### [Task brief]
Print every record exactly, with nothing added or left out.

---

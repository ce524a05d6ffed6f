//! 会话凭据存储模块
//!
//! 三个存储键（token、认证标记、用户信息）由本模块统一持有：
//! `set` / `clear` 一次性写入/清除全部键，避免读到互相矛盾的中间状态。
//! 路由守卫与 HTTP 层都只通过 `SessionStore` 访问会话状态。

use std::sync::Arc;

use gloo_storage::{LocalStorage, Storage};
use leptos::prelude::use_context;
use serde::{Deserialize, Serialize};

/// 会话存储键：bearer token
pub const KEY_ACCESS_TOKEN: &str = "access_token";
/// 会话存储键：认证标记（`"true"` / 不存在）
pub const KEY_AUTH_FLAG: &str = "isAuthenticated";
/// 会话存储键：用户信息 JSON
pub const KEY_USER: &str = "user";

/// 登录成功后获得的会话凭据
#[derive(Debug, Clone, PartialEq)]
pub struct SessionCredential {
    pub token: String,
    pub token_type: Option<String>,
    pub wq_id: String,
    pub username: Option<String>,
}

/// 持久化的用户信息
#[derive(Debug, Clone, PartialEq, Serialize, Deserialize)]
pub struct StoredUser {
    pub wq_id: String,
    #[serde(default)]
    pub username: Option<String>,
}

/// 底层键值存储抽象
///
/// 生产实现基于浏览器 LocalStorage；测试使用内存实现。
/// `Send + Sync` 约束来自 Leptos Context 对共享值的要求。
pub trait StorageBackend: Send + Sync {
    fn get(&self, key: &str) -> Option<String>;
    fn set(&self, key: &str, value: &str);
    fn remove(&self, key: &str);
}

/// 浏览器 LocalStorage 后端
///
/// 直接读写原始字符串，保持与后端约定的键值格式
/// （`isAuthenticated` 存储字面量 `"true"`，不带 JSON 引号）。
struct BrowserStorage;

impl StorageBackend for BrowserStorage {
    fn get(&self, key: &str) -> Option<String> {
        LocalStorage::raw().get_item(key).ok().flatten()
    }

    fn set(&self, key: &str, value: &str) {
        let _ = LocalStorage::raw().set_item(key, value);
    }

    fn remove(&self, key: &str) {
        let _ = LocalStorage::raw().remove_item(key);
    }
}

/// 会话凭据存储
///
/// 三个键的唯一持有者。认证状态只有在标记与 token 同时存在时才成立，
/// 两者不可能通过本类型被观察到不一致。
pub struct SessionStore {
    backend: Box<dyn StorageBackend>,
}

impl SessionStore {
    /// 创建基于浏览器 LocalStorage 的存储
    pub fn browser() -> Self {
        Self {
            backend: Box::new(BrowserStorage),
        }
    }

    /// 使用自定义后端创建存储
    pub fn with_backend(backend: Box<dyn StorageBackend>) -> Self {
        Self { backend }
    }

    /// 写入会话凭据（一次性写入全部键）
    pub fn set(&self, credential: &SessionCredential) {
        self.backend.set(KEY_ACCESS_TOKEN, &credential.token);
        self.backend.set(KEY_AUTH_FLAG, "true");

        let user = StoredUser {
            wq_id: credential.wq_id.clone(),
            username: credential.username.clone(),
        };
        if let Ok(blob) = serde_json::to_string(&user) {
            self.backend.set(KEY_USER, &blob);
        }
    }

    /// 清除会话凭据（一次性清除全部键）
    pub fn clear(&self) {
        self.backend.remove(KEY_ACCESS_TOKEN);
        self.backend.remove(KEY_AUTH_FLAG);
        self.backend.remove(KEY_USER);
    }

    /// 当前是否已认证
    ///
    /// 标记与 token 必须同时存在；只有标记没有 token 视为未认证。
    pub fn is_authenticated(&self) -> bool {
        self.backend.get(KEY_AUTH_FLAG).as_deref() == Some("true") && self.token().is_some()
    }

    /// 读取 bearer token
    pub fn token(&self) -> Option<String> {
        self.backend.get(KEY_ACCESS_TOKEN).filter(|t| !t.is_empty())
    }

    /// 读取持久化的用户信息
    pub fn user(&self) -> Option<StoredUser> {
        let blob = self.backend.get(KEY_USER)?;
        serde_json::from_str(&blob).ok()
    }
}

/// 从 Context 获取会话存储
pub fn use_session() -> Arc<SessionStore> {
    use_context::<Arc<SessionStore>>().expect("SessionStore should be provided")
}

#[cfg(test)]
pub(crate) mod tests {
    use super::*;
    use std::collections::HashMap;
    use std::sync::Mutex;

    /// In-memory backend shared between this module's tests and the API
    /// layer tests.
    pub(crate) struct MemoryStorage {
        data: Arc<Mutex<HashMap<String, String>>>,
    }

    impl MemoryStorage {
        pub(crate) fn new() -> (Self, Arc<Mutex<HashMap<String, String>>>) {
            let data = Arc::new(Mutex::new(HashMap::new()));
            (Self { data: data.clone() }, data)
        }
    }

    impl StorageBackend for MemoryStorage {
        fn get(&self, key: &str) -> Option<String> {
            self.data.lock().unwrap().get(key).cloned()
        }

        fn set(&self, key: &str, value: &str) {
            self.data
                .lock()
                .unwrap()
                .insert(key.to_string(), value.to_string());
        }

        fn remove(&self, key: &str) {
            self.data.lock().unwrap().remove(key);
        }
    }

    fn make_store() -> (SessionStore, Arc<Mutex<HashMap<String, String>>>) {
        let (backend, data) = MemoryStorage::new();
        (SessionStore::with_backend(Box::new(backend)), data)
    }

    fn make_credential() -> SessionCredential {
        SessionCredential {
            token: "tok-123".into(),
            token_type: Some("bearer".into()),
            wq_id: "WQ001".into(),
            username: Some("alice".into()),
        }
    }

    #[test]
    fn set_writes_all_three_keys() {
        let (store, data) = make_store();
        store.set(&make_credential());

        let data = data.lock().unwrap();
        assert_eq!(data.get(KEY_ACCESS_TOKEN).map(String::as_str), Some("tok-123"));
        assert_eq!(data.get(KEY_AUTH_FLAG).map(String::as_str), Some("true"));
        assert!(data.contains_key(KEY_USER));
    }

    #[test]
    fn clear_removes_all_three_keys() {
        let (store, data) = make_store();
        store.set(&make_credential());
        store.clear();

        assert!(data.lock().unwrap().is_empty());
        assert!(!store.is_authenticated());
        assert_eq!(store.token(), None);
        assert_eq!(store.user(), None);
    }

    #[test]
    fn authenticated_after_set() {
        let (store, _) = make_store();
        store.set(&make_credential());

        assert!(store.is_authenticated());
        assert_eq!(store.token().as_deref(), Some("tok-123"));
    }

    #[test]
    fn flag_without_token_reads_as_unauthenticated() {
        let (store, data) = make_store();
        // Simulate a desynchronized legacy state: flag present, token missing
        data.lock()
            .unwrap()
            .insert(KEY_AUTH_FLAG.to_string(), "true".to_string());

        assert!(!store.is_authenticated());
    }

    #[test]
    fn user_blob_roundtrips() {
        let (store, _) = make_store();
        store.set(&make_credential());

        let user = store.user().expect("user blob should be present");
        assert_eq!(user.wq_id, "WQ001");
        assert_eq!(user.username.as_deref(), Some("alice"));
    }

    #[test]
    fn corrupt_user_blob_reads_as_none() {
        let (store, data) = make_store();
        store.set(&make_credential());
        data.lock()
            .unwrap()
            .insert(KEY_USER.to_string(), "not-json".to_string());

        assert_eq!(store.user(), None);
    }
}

---

### [Exercise solution]
repository ce524a05d6ffed6f
//! 会话凭据存储模块
//!
//! 三个存储键（token、认证标记、用户信息）由本模块统一持有：
//! `set` / `clear` 一次性写入/清除全部键，避免读到互相矛盾的中间状态。
//! 路由守卫与 HTTP 层都只通过 `SessionStore` 访问会话状态。

use std::sync::Arc;

use gloo_storage::{LocalStorage, Storage};
use leptos::prelude::use_context;
use serde::{Deserialize, Serialize};

/// 会话存储键：bearer token
pub const KEY_ACCESS_TOKEN: &str = "access_token";
/// 会话存储键：认证标记（`"true"` / 不存在）
pub const KEY_AUTH_FLAG: &str = "isAuthenticated";
/// 会话存储键：用户信息 JSON
pub const KEY_USER: &str = "user";

/// 登录成功后获得的会话凭据
#[derive(Debug, Clone, PartialEq)]
pub struct SessionCredential {
    pub token: String,
    pub token_type: Option<String>,
    pub wq_id: String,
    pub username: Option<String>,
}

/// 持久化的用户信息
#[derive(Debug, Clone, PartialEq, Serialize, Deserialize)]
pub struct StoredUser {
    pub wq_id: String,
    #[serde(default)]
    pub username: Option<String>,
}

/// 底层键值存储抽象
///
/// 生产实现基于浏览器 LocalStorage；测试使用内存实现。
/// `Send + Sync` 约束来自 Leptos Context 对共享值的要求。
pub trait StorageBackend: Send + Sync {
    fn get(&self, key: &str) -> Option<String>;
    fn set(&self, key: &str, value: &str);
    fn remove(&self, key: &str);
}

/// 浏览器 LocalStorage 后端
///
/// 直接读写原始字符串，保持与后端约定的键值格式
/// （`isAuthenticated` 存储字面量 `"true"`，不带 JSON 引号）。
struct BrowserStorage;

impl StorageBackend for BrowserStorage {
    fn get(&self, key: &str) -> Option<String> {
        LocalStorage::raw().get_item(key).ok().flatten()
    }

    fn set(&self, key: &str, value: &str) {
        let _ = LocalStorage::raw().set_item(key, value);
    }

    fn remove(&self, key: &str) {
        let _ = LocalStorage::raw().remove_item(key);
    }
}

/// 会话凭据存储
///
/// 三个键的唯一持有者。认证状态只有在标记与 token 同时存在时才成立，
/// 两者不可能通过本类型被观察到不一致。
pub struct SessionStore {
    backend: Box<dyn StorageBackend>,
}

impl SessionStore {
    /// 创建基于浏览器 LocalStorage 的存储
    pub fn browser() -> Self {
        Self {
            backend: Box::new(BrowserStorage),
        }
    }

    /// 使用自定义后端创建存储
    pub fn with_backend(backend: Box<dyn StorageBackend>) -> Self {
        Self { backend }
    }

    /// 写入会话凭据（一次性写入全部键）
    pub fn set(&self, credential: &SessionCredential) {
        self.backend.set(KEY_ACCESS_TOKEN, &credential.token);
        self.backend.set(KEY_AUTH_FLAG, "true");

        let user = StoredUser {
            wq_id: credential.wq_id.clone(),
            username: credential.username.clone(),
        };
        if let Ok(blob) = serde_json::to_string(&user) {
            self.backend.set(KEY_USER, &blob);
        }
    }

    /// 清除会话凭据（一次性清除全部键）
    pub fn clear(&self) {
        self.backend.remove(KEY_ACCESS_TOKEN);
        self.backend.remove(KEY_AUTH_FLAG);
        self.backend.remove(KEY_USER);
    }

    /// 当前是否已认证
    ///
    /// 标记与 token 必须同时存在；只有标记没有 token 视为未认证。
    pub fn is_authenticated(&self) -> bool {
        self.backend.get(KEY_AUTH_FLAG).as_deref() == Some("true") && self.token().is_some()
    }

    /// 读取 bearer token
    pub fn token(&self) -> Option<String> {
        self.backend.get(KEY_ACCESS_TOKEN).filter(|t| !t.is_empty())
    }

    /// 读取持久化的用户信息
    pub fn user(&self) -> Option<StoredUser> {
        let blob = self.backend.get(KEY_USER)?;
        serde_json::from_str(&blob).ok()
    }
}

/// 从 Context 获取会话存储
pub fn use_session() -> Arc<SessionStore> {
    use_context::<Arc<SessionStore>>().expect("SessionStore should be provided")
}

#[cfg(test)]
pub(crate) mod tests {
    use super::*;
    use std::collections::HashMap;
    use std::sync::Mutex;

    /// In-memory backend shared between this module's tests and the API
    /// layer tests.
    pub(crate) struct MemoryStorage {
        data: Arc<Mutex<HashMap<String, String>>>,
    }

    impl MemoryStorage {
        pub(crate) fn new() -> (Self, Arc<Mutex<HashMap<String, String>>>) {
            let data = Arc::new(Mutex::new(HashMap::new()));
            (Self { data: data.clone() }, data)
        }
    }

    impl StorageBackend for MemoryStorage {
        fn get(&self, key: &str) -> Option<String> {
            self.data.lock().unwrap().get(key).cloned()
        }

        fn set(&self, key: &str, value: &str) {
            self.data
                .lock()
                .unwrap()
                .insert(key.to_string(), value.to_string());
        }

        fn remove(&self, key: &str) {
            self.data.lock().unwrap().remove(key);
        }
    }

    fn make_store() -> (SessionStore, Arc<Mutex<HashMap<String, String>>>) {
        let (backend, data) = MemoryStorage::new();
        (SessionStore::with_backend(Box::new(backend)), data)
    }

    fn make_credential() -> SessionCredential {
        SessionCredential {
            token: "tok-123".into(),
            token_type: Some("bearer".into()),
            wq_id: "WQ001".into(),
            username: Some("alice".into()),
        }
    }

    #[test]
    fn set_writes_all_three_keys() {
        let (store, data) = make_store();
        store.set(&make_credential());

        let data = data.lock().unwrap();
        assert_eq!(data.get(KEY_ACCESS_TOKEN).map(String::as_str), Some("tok-123"));
        assert_eq!(data.get(KEY_AUTH_FLAG).map(String::as_str), Some("true"));
        assert!(data.contains_key(KEY_USER));
    }

    #[test]
    fn clear_removes_all_three_keys() {
        let (store, data) = make_store();
        store.set(&make_credential());
        store.clear();

        assert!(data.lock().unwrap().is_empty());
        assert!(!store.is_authenticated());
        assert_eq!(store.token(), None);
        assert_eq!(store.user(), None);
    }

    #[test]
    fn authenticated_after_set() {
        let (store, _) = make_store();
        store.set(&make_credential());

        assert!(store.is_authenticated());
        assert_eq!(store.token().as_deref(), Some("tok-123"));
    }

    #[test]
    fn flag_without_token_reads_as_unauthenticated() {
        let (store, data) = make_store();
        // Simulate a desynchronized legacy state: flag present, token missing
        data.lock()
            .unwrap()
            .insert(KEY_AUTH_FLAG.to_string(), "true".to_string());

        assert!(!store.is_authenticated());
    }

    #[test]
    fn user_blob_roundtrips() {
        let (store, _) = make_store();
        store.set(&make_credential());

        let user = store.user().expect("user blob should be present");
        assert_eq!(user.wq_id, "WQ001");
        assert_eq!(user.username.as_deref(), Some("alice"));
    }

    #[test]
    fn corrupt_user_blob_reads_as_none() {
        let (store, data) = make_store();
        store.set(&make_credential());
        data.lock()
            .unwrap()
            .insert(KEY_USER.to_string(), "not-json".to_string());

        assert_eq!(store.user(), None);
    }
}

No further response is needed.